Philippe Naillet dénonce la suppression de la priorité ultramarine pour la mobilité des Conseillers pénitentiaires d’insertion et de probation

La décision de supprimer la priorité ultramarine pour les Conseillers Pénitentiaires d’Insertion et de Probation inquiète Philippe Naillet. Dans une lettre adressée au ministre de la Justice, le député de la 1ère circonscription met en avant les difficultés humaines et professionnelles de ces agents, éloignés de leurs familles et de leur territoire d’origine.
Dans un courrier adressé au ministre de la Justice, Gérald Darmanin, le député de la 1ère circonscription, Philippe Naillet, a exprimé son opposition au projet de l’administration pénitentiaire visant à supprimer la priorité ultramarine pour la mobilité des Conseillers Pénitentiaires d’Insertion et de Probation (CIP). Une mesure qui, selon lui, risquerait de priver ces agents de leur droit à un retour dans leur territoire d’origine.
Une priorité légale pour l’Outre-mer
Philippe Naillet a rappelé que la loi du 28 février 2017 relative à l'Égalité-Réelle Outre-Mer (EROM) et l’article 60 de la loi du 11 janvier 1984 sur la fonction publique d’État posent le principe des Centres des Intérêts Matériels et Moraux (CIMM).
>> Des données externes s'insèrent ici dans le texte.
//! Result sink that prints to a terminal.

use glossa_core::types::{AutoPronunciation, EntryPath, ResultItem};
use glossa_search::{Notice, ResultSink, SearchPage};
use log::warn;
use std::io::{self, Write};

/// Rows printed per commit.
const MAX_ROWS: usize = 20;

pub struct TerminalSink<W: Write> {
    out: W,
    rows: Vec<String>,
}

impl<W: Write> TerminalSink<W> {
    pub fn new(out: W) -> Self {
        Self {
            out,
            rows: Vec::new(),
        }
    }

    pub fn into_inner(self) -> W {
        self.out
    }

    fn print(&mut self, text: &str) {
        if let Err(err) = writeln!(self.out, "{text}").and_then(|()| self.out.flush()) {
            warn!("failed to write to terminal: {err}");
        }
    }

    fn print_rows(&mut self, selected: Option<usize>) -> io::Result<()> {
        for (row, line) in self.rows.iter().enumerate().take(MAX_ROWS) {
            let marker = if Some(row) == selected { '>' } else { ' ' };
            writeln!(self.out, "{marker} {row:>3}  {line}")?;
        }
        if self.rows.len() > MAX_ROWS {
            writeln!(self.out, "      ... {} more", self.rows.len() - MAX_ROWS)?;
        }
        self.out.flush()
    }
}

impl<W: Write> ResultSink for TerminalSink<W> {
    fn show_results(&mut self, items: &[ResultItem], selected: Option<usize>) {
        self.rows = items
            .iter()
            .map(|item| format!("{}  [{}]", item.sort_key, item.path))
            .collect();
        self.print(&format!("-- {} results", items.len()));
        if let Err(err) = self.print_rows(selected) {
            warn!("failed to write to terminal: {err}");
        }
    }

    fn select_row(&mut self, row: Option<usize>) {
        match row.and_then(|row| self.rows.get(row).map(|line| (row, line.clone()))) {
            Some((row, line)) => self.print(&format!("-- selected {row}: {line}")),
            None => self.print("-- no selection"),
        }
    }

    fn set_searching(&mut self, visible: bool) {
        if visible {
            self.print("-- searching...");
        }
    }

    fn notice(&mut self, notice: Notice) {
        self.print(&format!("!! {notice}"));
    }

    fn suggest(&mut self, query: &str, candidates: &[String]) {
        self.print(&format!(
            "-- no entries for {query:?}; did you mean: {}",
            candidates.join(", ")
        ));
    }

    fn load_entry(&mut self, path: &EntryPath) {
        self.print(&format!("-- loaded {path}"));
    }

    fn open_search_page(&mut self, page: &SearchPage) {
        let mode = page
            .mode
            .map_or_else(|| "headwords".to_string(), |mode| format!("{mode:?}").to_lowercase());
        match &page.filters {
            Some(filters) => self.print(&format!(
                "-- {mode} page for {:?} filtered by {filters:?}",
                page.phrase
            )),
            None => self.print(&format!("-- {mode} page for {:?}", page.phrase)),
        }
    }

    fn play_pronunciation(&mut self, path: &EntryPath, variant: AutoPronunciation) {
        self.print(&format!("-- pronounce {path} ({variant})"));
    }
}

#[cfg(test)]
mod tests {
    use super::*;

    fn item(headword: &str) -> ResultItem {
        let path = EntryPath::try_new(headword.to_string()).unwrap();
        ResultItem::new(headword, path, headword, 0)
    }

    fn output(sink: TerminalSink<Vec<u8>>) -> String {
        String::from_utf8(sink.into_inner()).unwrap()
    }

    #[test]
    fn test_selected_row_is_marked() {
        let mut sink = TerminalSink::new(Vec::new());

        sink.show_results(&[item("weigh"), item("weird")], Some(1));

        let out = output(sink);
        assert!(out.contains("-- 2 results"));
        assert!(out.contains(">   1  weird  [weird]"));
        assert!(out.contains("    0  weigh  [weigh]"));
    }

    #[test]
    fn test_long_lists_are_cut() {
        let items: Vec<ResultItem> = (0..25).map(|n| item(&format!("w{n}"))).collect();
        let mut sink = TerminalSink::new(Vec::new());

        sink.show_results(&items, None);

        let out = output(sink);
        assert!(out.contains("... 5 more"));
        assert!(!out.contains("w20"));
    }
}
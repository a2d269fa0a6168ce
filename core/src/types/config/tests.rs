use super::*;
use std::time::Duration;
use tempfile::tempdir;

mod load {
    use super::*;

    #[test]
    fn test_missing_file_yields_defaults() {
        let dir = tempdir().unwrap();
        let config = AppConfig::load(&AppConfig::path(dir.path())).unwrap();

        assert_eq!(config, AppConfig::default());
        assert_eq!(config.search.incremental_limit, 500);
        assert_eq!(config.search.fulltext_limit, 10_000);
        assert_eq!(config.pronunciation.auto_playback, AutoPronunciation::Off);
    }

    #[test]
    fn test_partial_file_fills_in_defaults() {
        let dir = tempdir().unwrap();
        let path = AppConfig::path(dir.path());
        std::fs::write(
            &path,
            "[search]\nincremental_limit = 50\n\n[pronunciation]\nauto_playback = \"gb\"\n",
        )
        .unwrap();

        let config = AppConfig::load(&path).unwrap();

        assert_eq!(config.search.incremental_limit, 50);
        assert_eq!(config.search.max_commit_delay_ms, 100);
        assert_eq!(config.pronunciation.auto_playback, AutoPronunciation::Gb);
        assert_eq!(config.pronunciation.delay_ms, 500);
        assert!(!config.clipboard.monitor);
    }

    #[test]
    fn test_malformed_file_is_parse_error() {
        let dir = tempdir().unwrap();
        let path = AppConfig::path(dir.path());
        std::fs::write(&path, "[search\nincremental_limit = ").unwrap();

        let err = AppConfig::load(&path).unwrap_err();
        assert!(matches!(err, AppConfigError::Parse(_)));
    }

    #[test]
    fn test_load_failure_surfaces_as_config_error() {
        let dir = tempdir().unwrap();
        let path = AppConfig::path(dir.path());
        std::fs::write(&path, "[search\n").unwrap();

        let load = || -> crate::Result<AppConfig> { Ok(AppConfig::load(&path)?) };
        let err = load().unwrap_err();
        assert!(matches!(err, crate::Error::Config(AppConfigError::Parse(_))));
        assert!(err.to_string().starts_with("config error: "));
    }
}

mod save {
    use super::*;

    #[test]
    fn test_save_then_load_preserves_values() {
        let dir = tempdir().unwrap();
        let path = AppConfig::path(dir.path());

        let mut config = AppConfig::default();
        config.paths.incremental_index = Some(dir.path().join("incremental.jsonl"));
        config.clipboard.monitor = true;
        config.pronunciation.auto_playback = AutoPronunciation::Us;
        config.save(&path).unwrap();

        assert_eq!(AppConfig::load(&path).unwrap(), config);
    }
}

mod validate {
    use super::*;

    #[test]
    fn test_default_config_is_valid() {
        assert!(AppConfig::default().validate().is_empty());
    }

    #[test]
    fn test_zero_limits_are_reported_and_replaced() {
        let mut config = AppConfig::default();
        config.search.incremental_limit = 0;
        config.search.fulltext_limit = 0;
        config.clipboard.max_chars = 0;
        config.search.spell_correction_delay_ms = 350;

        assert_eq!(config.validate().len(), 3);

        let fixed = config.with_defaults_for_invalid();
        assert!(fixed.validate().is_empty());
        assert_eq!(fixed.search.incremental_limit, 500);
        assert_eq!(fixed.search.fulltext_limit, 10_000);
        assert_eq!(fixed.clipboard.max_chars, 100);
        assert_eq!(fixed.search.spell_correction_delay_ms, 350);
    }

    #[test]
    fn test_excessive_commit_delay_is_replaced() {
        let mut config = AppConfig::default();
        config.search.max_commit_delay_ms = 60_000;

        assert_eq!(config.validate().len(), 1);
        assert_eq!(config.with_defaults_for_invalid().search.max_commit_delay_ms, 100);
    }
}

mod engine {
    use super::*;

    #[test]
    fn test_engine_config_converts_milliseconds() {
        let mut config = AppConfig::default();
        config.search.fulltext_dispatch_delay_ms = 15;
        config.clipboard.monitor = true;

        let engine = EngineConfig::from(&config);

        assert_eq!(engine.max_commit_delay, Duration::from_millis(100));
        assert_eq!(engine.fulltext_dispatch_delay, Duration::from_millis(15));
        assert_eq!(engine.spell_correction_delay, Duration::from_millis(200));
        assert_eq!(engine.searching_indicator_delay, Duration::from_millis(200));
        assert_eq!(engine.auto_pronunciation_delay, Duration::from_millis(500));
        assert!(engine.monitor_clipboard);
        assert_eq!(EngineConfig::default().incremental_limit, 500);
    }
}
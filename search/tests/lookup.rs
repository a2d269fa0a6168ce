use glossa_core::types::{AutoPronunciation, EngineConfig, EntryPath, ItemKind, ResultItem};
use glossa_search::{
    Backends, FullTextDocument, FuzzyIndex, ManualClock, Notice, PrefixIndex, QueryController,
    ResultSink, SearchPage, SymSpellIndex,
};
use std::sync::Arc;
use std::time::Duration;

#[derive(Default)]
struct Screen {
    list: Vec<String>,
    selected: Option<usize>,
    notices: Vec<Notice>,
    suggestions: Vec<String>,
    loaded: Vec<String>,
}

impl ResultSink for Screen {
    fn show_results(&mut self, items: &[ResultItem], selected: Option<usize>) {
        self.list = items.iter().map(|item| item.path.to_string()).collect();
        self.selected = selected;
    }

    fn select_row(&mut self, row: Option<usize>) {
        self.selected = row;
    }

    fn set_searching(&mut self, _visible: bool) {}

    fn notice(&mut self, notice: Notice) {
        self.notices.push(notice);
    }

    fn suggest(&mut self, _query: &str, candidates: &[String]) {
        self.suggestions = candidates.to_vec();
    }

    fn load_entry(&mut self, path: &EntryPath) {
        self.loaded.push(path.to_string());
    }

    fn open_search_page(&mut self, _page: &SearchPage) {}

    fn play_pronunciation(&mut self, _path: &EntryPath, _variant: AutoPronunciation) {}
}

fn item(headword: &str) -> ResultItem {
    let path = EntryPath::try_new(headword.to_string()).unwrap();
    ResultItem::new(headword, path, headword, 0)
}

fn document(headword: &str, kind: ItemKind) -> FullTextDocument {
    FullTextDocument {
        item: item(headword),
        kind,
        text: String::new(),
    }
}

fn controller(clock: &ManualClock) -> QueryController<Screen> {
    let incremental = PrefixIndex::new(["weigh", "weird", "weirdo"].map(item));
    let full_text = FuzzyIndex::new(vec![
        document("weird", ItemKind::Headword),
        document("weirdo", ItemKind::Headword),
        document("outweigh", ItemKind::Headword),
    ]);
    let spelling = SymSpellIndex::from_entries([("weird", 500), ("weigh", 300)]);

    let backends = Backends {
        incremental: Some(Arc::new(incremental)),
        full_text: Some(Arc::new(full_text)),
        spelling: Some(Arc::new(spelling)),
    };
    QueryController::new(
        EngineConfig::default(),
        backends,
        Arc::new(clock.clone()),
        Screen::default(),
    )
}

fn settle(clock: &ManualClock, controller: &mut QueryController<Screen>) {
    for _ in 0..100 {
        controller.poll();
        if controller.current_request().is_some() {
            controller.wait_for_full_text(Duration::from_secs(5));
            continue;
        }
        match controller.time_until_next_timer() {
            Some(wait) => clock.advance(wait),
            None => return,
        }
    }
    panic!("lookup never settled");
}

/// Verify prefix matches come first and fuzzy-only matches are appended once.
#[test]
fn test_typing_merges_both_indexes() {
    let clock = ManualClock::new();
    let mut controller = controller(&clock);

    for query in ["w", "we", "wei", "weig", "weigh"] {
        controller.on_query_changed(query, false);
        controller.poll();
    }
    settle(&clock, &mut controller);

    assert_eq!(controller.sink().list, vec!["weigh", "outweigh"]);
    assert!(controller.sink().notices.is_empty());
}

/// Verify a paste selects and loads the best match without further input.
#[test]
fn test_paste_loads_best_match() {
    let clock = ManualClock::new();
    let mut controller = controller(&clock);

    controller.on_query_pasted("weird");
    settle(&clock, &mut controller);

    assert_eq!(controller.sink().list[0], "weird");
    assert_eq!(controller.sink().selected, Some(0));
    assert_eq!(controller.sink().loaded, vec!["weird"]);
}

/// Verify a misspelled single word ends with spelling suggestions.
#[test]
fn test_misspelling_suggests_corrections() {
    let clock = ManualClock::new();
    let mut controller = controller(&clock);

    controller.on_query_changed("wierd", false);
    settle(&clock, &mut controller);

    assert!(controller.sink().list.is_empty());
    assert!(controller.sink().suggestions.contains(&"weird".to_string()));
}

/// Verify a repeated shutdown is harmless and nothing is committed afterwards.
#[test]
fn test_shutdown_is_idempotent() {
    let clock = ManualClock::new();
    let mut controller = controller(&clock);

    controller.on_query_changed("wei", false);
    controller.shutdown();
    controller.shutdown();
    settle(&clock, &mut controller);

    assert!(controller.is_closed());
    assert!(controller.sink().list.is_empty());
}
Ces textes législatifs permettent de donner priorité aux fonctionnaires d’Outre-mer, afin de favoriser leur retour dans leurs territoires d’origine, en tenant compte de leurs liens affectifs et familiaux. Cette mesure vise à répondre aux besoins spécifiques des agents ultramarins qui, après plusieurs années passées dans l’Hexagone, souhaitent retourner dans leurs régions d’origine, là où ils peuvent mieux concilier vie personnelle et professionnelle.
La suppression de la priorité ultramarine : une injustice selon le député
Cependant, le député a récemment été informé par le syndicat UFAP UNSa Justice que la Direction de l’Administration Pénitentiaire (DAP) a décidé de supprimer cette priorité ultramarine au profit d’un système de cotation par points. Ce changement risque de désavantager les Conseillers Pénitentiaires d’Insertion et de Probation (CIP) justifiant d’un CIMM, notamment pour les mutations vers les postes dans les Départements et Régions d’Outre-mer (DROM-COM).
Philippe Naillet souligne qu’il serait particulièrement injuste de priver ces agents de leur droit à un retour sur leur territoire d’origine après des années de service, "dans un domaine où ils sont quotidiennement confrontés à une forte pression, ainsi qu’à l’éloignement et au manque affectif des leurs".
Appel à maintenir la priorité ultramarine
Le député demande ainsi au ministre de la Justice d’intervenir auprès de la DAP pour annuler cette suppression, qui, selon lui, nuirait à l’efficacité des fonctionnaires concernés. Ces derniers, a-t-il ajouté, "disposent de fait, d’une bonne connaissance du terrain et par la même occasion, sont plus en capacité de servir la politique pénitentiaire dans les DROM-COM et la réinsertion des détenus dans ces territoires".
Philippe Naillet conclut en exprimant sa confiance en Gérald Darmanin pour faire avancer ce dossier, en faveur des agents ultramarins et de la politique pénitentiaire dans les territoires d’Outre-mer.